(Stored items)
- Opening Delimiter -
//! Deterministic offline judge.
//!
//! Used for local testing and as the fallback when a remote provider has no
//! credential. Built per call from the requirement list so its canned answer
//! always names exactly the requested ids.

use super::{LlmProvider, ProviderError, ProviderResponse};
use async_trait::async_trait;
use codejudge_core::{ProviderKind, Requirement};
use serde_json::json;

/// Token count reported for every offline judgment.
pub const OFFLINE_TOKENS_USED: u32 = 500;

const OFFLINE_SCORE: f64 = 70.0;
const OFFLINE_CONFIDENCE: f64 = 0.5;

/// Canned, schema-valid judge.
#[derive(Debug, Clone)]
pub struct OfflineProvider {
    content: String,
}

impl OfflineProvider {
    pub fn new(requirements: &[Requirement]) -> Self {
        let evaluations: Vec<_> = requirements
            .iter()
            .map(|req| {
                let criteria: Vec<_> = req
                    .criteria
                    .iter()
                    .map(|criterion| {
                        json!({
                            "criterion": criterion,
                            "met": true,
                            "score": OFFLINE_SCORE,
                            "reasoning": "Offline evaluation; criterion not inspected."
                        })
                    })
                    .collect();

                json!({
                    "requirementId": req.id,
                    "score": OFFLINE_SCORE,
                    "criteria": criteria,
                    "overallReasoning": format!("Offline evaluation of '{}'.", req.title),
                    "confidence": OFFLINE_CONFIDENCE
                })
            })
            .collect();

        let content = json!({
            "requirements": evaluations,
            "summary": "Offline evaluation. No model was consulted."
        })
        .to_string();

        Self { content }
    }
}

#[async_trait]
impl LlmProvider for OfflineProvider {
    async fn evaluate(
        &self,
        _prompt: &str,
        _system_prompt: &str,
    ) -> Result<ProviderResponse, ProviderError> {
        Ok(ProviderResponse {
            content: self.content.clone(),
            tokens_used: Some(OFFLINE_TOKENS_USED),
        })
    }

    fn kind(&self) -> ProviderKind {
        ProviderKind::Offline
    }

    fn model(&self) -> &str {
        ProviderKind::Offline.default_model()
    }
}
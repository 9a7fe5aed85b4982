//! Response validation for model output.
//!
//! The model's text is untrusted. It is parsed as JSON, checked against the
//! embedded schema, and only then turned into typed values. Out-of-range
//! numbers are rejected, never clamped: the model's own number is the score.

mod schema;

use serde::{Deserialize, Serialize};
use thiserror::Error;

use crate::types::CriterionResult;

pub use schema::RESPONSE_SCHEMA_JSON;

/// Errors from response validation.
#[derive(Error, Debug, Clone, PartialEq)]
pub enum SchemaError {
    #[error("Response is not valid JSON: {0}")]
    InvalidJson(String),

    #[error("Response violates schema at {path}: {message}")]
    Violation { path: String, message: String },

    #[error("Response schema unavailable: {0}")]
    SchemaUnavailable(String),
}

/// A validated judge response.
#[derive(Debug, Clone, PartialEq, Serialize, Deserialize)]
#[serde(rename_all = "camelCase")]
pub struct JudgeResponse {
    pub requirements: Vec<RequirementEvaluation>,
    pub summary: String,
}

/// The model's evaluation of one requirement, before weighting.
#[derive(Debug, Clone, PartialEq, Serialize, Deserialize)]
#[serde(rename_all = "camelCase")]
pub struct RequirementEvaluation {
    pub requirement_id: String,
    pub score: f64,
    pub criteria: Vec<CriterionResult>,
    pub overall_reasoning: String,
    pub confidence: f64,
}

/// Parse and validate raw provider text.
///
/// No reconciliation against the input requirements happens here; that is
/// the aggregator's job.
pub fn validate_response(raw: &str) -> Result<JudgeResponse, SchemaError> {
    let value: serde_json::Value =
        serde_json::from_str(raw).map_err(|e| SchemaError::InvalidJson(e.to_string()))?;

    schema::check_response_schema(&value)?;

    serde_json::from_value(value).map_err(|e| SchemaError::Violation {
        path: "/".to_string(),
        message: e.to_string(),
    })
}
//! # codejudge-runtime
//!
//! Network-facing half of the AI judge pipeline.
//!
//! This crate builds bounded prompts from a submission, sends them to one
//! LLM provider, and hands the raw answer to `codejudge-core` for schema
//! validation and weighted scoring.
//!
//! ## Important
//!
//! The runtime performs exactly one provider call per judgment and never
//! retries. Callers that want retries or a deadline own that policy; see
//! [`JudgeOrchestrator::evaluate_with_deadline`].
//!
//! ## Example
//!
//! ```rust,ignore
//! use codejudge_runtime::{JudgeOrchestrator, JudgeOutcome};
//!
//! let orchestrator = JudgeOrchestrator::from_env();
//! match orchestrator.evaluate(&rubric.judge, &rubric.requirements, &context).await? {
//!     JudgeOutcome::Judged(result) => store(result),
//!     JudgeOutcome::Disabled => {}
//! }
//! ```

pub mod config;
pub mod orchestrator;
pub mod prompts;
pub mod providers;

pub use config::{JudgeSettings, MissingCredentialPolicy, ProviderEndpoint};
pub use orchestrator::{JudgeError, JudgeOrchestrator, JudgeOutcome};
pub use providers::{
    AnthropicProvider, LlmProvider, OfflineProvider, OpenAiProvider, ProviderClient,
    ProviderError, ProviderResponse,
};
- Closing Delimiter -
--- About this exercise ---
Nothing in the records should differ from the original when you retype them.

--- Task solution ---
//! Deterministic offline judge.
//!
//! Used for local testing and as the fallback when a remote provider has no
//! credential. Built per call from the requirement list so its canned answer
//! always names exactly the requested ids.

use super::{LlmProvider, ProviderError, ProviderResponse};
use async_trait::async_trait;
use codejudge_core::{ProviderKind, Requirement};
use serde_json::json;

/// Token count reported for every offline judgment.
pub const OFFLINE_TOKENS_USED: u32 = 500;

const OFFLINE_SCORE: f64 = 70.0;
const OFFLINE_CONFIDENCE: f64 = 0.5;

/// Canned, schema-valid judge.
#[derive(Debug, Clone)]
pub struct OfflineProvider {
    content: String,
}

impl OfflineProvider {
    pub fn new(requirements: &[Requirement]) -> Self {
        let evaluations: Vec<_> = requirements
            .iter()
            .map(|req| {
                let criteria: Vec<_> = req
                    .criteria
                    .iter()
                    .map(|criterion| {
                        json!({
                            "criterion": criterion,
                            "met": true,
                            "score": OFFLINE_SCORE,
                            "reasoning": "Offline evaluation; criterion not inspected."
                        })
                    })
                    .collect();

                json!({
                    "requirementId": req.id,
                    "score": OFFLINE_SCORE,
                    "criteria": criteria,
                    "overallReasoning": format!("Offline evaluation of '{}'.", req.title),
                    "confidence": OFFLINE_CONFIDENCE
                })
            })
            .collect();

        let content = json!({
            "requirements": evaluations,
            "summary": "Offline evaluation. No model was consulted."
        })
        .to_string();

        Self { content }
    }
}

#[async_trait]
impl LlmProvider for OfflineProvider {
    async fn evaluate(
        &self,
        _prompt: &str,
        _system_prompt: &str,
    ) -> Result<ProviderResponse, ProviderError> {
        Ok(ProviderResponse {
            content: self.content.clone(),
            tokens_used: Some(OFFLINE_TOKENS_USED),
        })
    }

    fn kind(&self) -> ProviderKind {
        ProviderKind::Offline
    }

    fn model(&self) -> &str {
        ProviderKind::Offline.default_model()
    }
}
repository 9a7fe5aed85b4982
//! Response validation for model output.
//!
//! The model's text is untrusted. It is parsed as JSON, checked against the
//! embedded schema, and only then turned into typed values. Out-of-range
//! numbers are rejected, never clamped: the model's own number is the score.

mod schema;

use serde::{Deserialize, Serialize};
use thiserror::Error;

use crate::types::CriterionResult;

pub use schema::RESPONSE_SCHEMA_JSON;

/// Errors from response validation.
#[derive(Error, Debug, Clone, PartialEq)]
pub enum SchemaError {
    #[error("Response is not valid JSON: {0}")]
    InvalidJson(String),

    #[error("Response violates schema at {path}: {message}")]
    Violation { path: String, message: String },

    #[error("Response schema unavailable: {0}")]
    SchemaUnavailable(String),
}

/// A validated judge response.
#[derive(Debug, Clone, PartialEq, Serialize, Deserialize)]
#[serde(rename_all = "camelCase")]
pub struct JudgeResponse {
    pub requirements: Vec<RequirementEvaluation>,
    pub summary: String,
}

/// The model's evaluation of one requirement, before weighting.
#[derive(Debug, Clone, PartialEq, Serialize, Deserialize)]
#[serde(rename_all = "camelCase")]
pub struct RequirementEvaluation {
    pub requirement_id: String,
    pub score: f64,
    pub criteria: Vec<CriterionResult>,
    pub overall_reasoning: String,
    pub confidence: f64,
}

/// Parse and validate raw provider text.
///
/// No reconciliation against the input requirements happens here; that is
/// the aggregator's job.
pub fn validate_response(raw: &str) -> Result<JudgeResponse, SchemaError> {
    let value: serde_json::Value =
        serde_json::from_str(raw).map_err(|e| SchemaError::InvalidJson(e.to_string()))?;

    schema::check_response_schema(&value)?;

    serde_json::from_value(value).map_err(|e| SchemaError::Violation {
        path: "/".to_string(),
        message: e.to_string(),
    })
}
//! # codejudge-runtime
//!
//! Network-facing half of the AI judge pipeline.
//!
//! This crate builds bounded prompts from a submission, sends them to one
//! LLM provider, and hands the raw answer to `codejudge-core` for schema
//! validation and weighted scoring.
//!
//! ## Important
//!
//! The runtime performs exactly one provider call per judgment and never
//! retries. Callers that want retries or a deadline own that policy; see
//! [`JudgeOrchestrator::evaluate_with_deadline`].
//!
//! ## Example
//!
//! ```rust,ignore
//! use codejudge_runtime::{JudgeOrchestrator, JudgeOutcome};
//!
//! let orchestrator = JudgeOrchestrator::from_env();
//! match orchestrator.evaluate(&rubric.judge, &rubric.requirements, &context).await? {
//!     JudgeOutcome::Judged(result) => store(result),
//!     JudgeOutcome::Disabled => {}
//! }
//! ```

pub mod config;
pub mod orchestrator;
pub mod prompts;
pub mod providers;

pub use config::{JudgeSettings, MissingCredentialPolicy, ProviderEndpoint};
pub use orchestrator::{JudgeError, JudgeOrchestrator, JudgeOutcome};
pub use providers::{
    AnthropicProvider, LlmProvider, OfflineProvider, OpenAiProvider, ProviderClient,
    ProviderError, ProviderResponse,
};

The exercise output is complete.